Y en esta intensa reflexión me aparecen otras "realidades" a las que me enfrento día a día y de las que me pregunto su valor absoluto o relativo. Voy repasando valores como la verdad, la vida, el honor, la virtud, la amistad, etc.., y recalo en una en la que estos días está muy presente en los medios de comunicación: LA JUSTICIA. Representada siempre como figura inmutable con una báscula en la mano en señal de imparcialidad y con los ojos vendados para afianzar su independencia, ecuanimidad, objetividad, honradez, rectitud, equilibrio, equidad, neutralidad y una espada como símbolo de que sus decisiones deben ser cumplidas.  

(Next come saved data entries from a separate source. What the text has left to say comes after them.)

//! Evasive decline-button core
//!
//! All placement logic lives here. This module must be pure and deterministic:
//! - Seeded RNG only
//! - Layout measured by the caller, passed in by value
//! - No rendering or platform dependencies

pub mod geometry;
pub mod state;
pub mod tween;

pub use geometry::{Rect, placement_span};
pub use state::{
    EvadeParams, EvasionController, GIVE_IN_MESSAGE, Jump, Layout, TAUNTS,
};
pub use tween::{Tween, ease_out_quad};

Sin embargo, a raíz de las disputas políticas para ocupar puestos en "supremos tribunales" que deben dirimir sus diferencias en la interpretación de la Ley o la Constitución, todas esas características antes mencionadas de lo que pueda ser la justicia, se desvanecen. La hierática figura de la justicia se me representa con la báscula que porta inclinada ya en una dirección y con la venda medio caída según sea el ojo izquierdo o derecho el predominante en su inclinación ideológica y sin espada, porque las sentencias no se cumplen, se perdonan o se indultan según de quien se trate.

La aplicación de la justicia ya no depende del valor absoluto de la norma, sino de la ideología de quién lo juzgue. Hemos caído en tal relativismo que ya lo que antes se daba por sentado, que la ley es una y única, ahora depende de la parte de la balanza en la que se encuentre el juez. Es insólito escuchar y dar por sentado que los jueces vinculen su actividad a su filiación ideológica y más insólito aún que ellos se dejen nombrar bajo tales calificativos, porque ya se presupone cómo vayan  a ser sus sentencias. Lo justo, y sobre todo lo tranquilizador para la sociedad, debería ser que se les nombrara por su independencia, su honradez, su objetividad, equilibrio, equidad y neutralidad.

Con estos mimbres poca tranquilidad nos hace sentir a los ciudadanos que afrontamos estas reflexiones con vistas a un nuevo año. Te das cuenta de lo acertado que estaba Benedicto XVI cuando al hablar del relativismo moral que nos inunda en nombre de una tolerancia mal entendida, lo que provoca es que los derechos básicos se relativicen, abriendo una vía a la intolerancia.  Pues lo mismo pasa en la justicia. Se ha asimilado a la relatividad del tiempo, llegando incluso a ser inexistente, una ilusión o una convención. Ha dejado de tener valor por sí misma.

En el fin del año y a punto de iniciar uno nuevo, lo que viene se nos presenta poco tranquilizador para nuestra estabilidad democrática y hace pensar que lo realmente existe es el Principio de Incertidumbre. A pesar de todo, seguiremos haciéndonos las ilusiones pertinentes y deseándonos todo el bien posible para todos en este próximo año 2023.

Feliz Año Nuevo.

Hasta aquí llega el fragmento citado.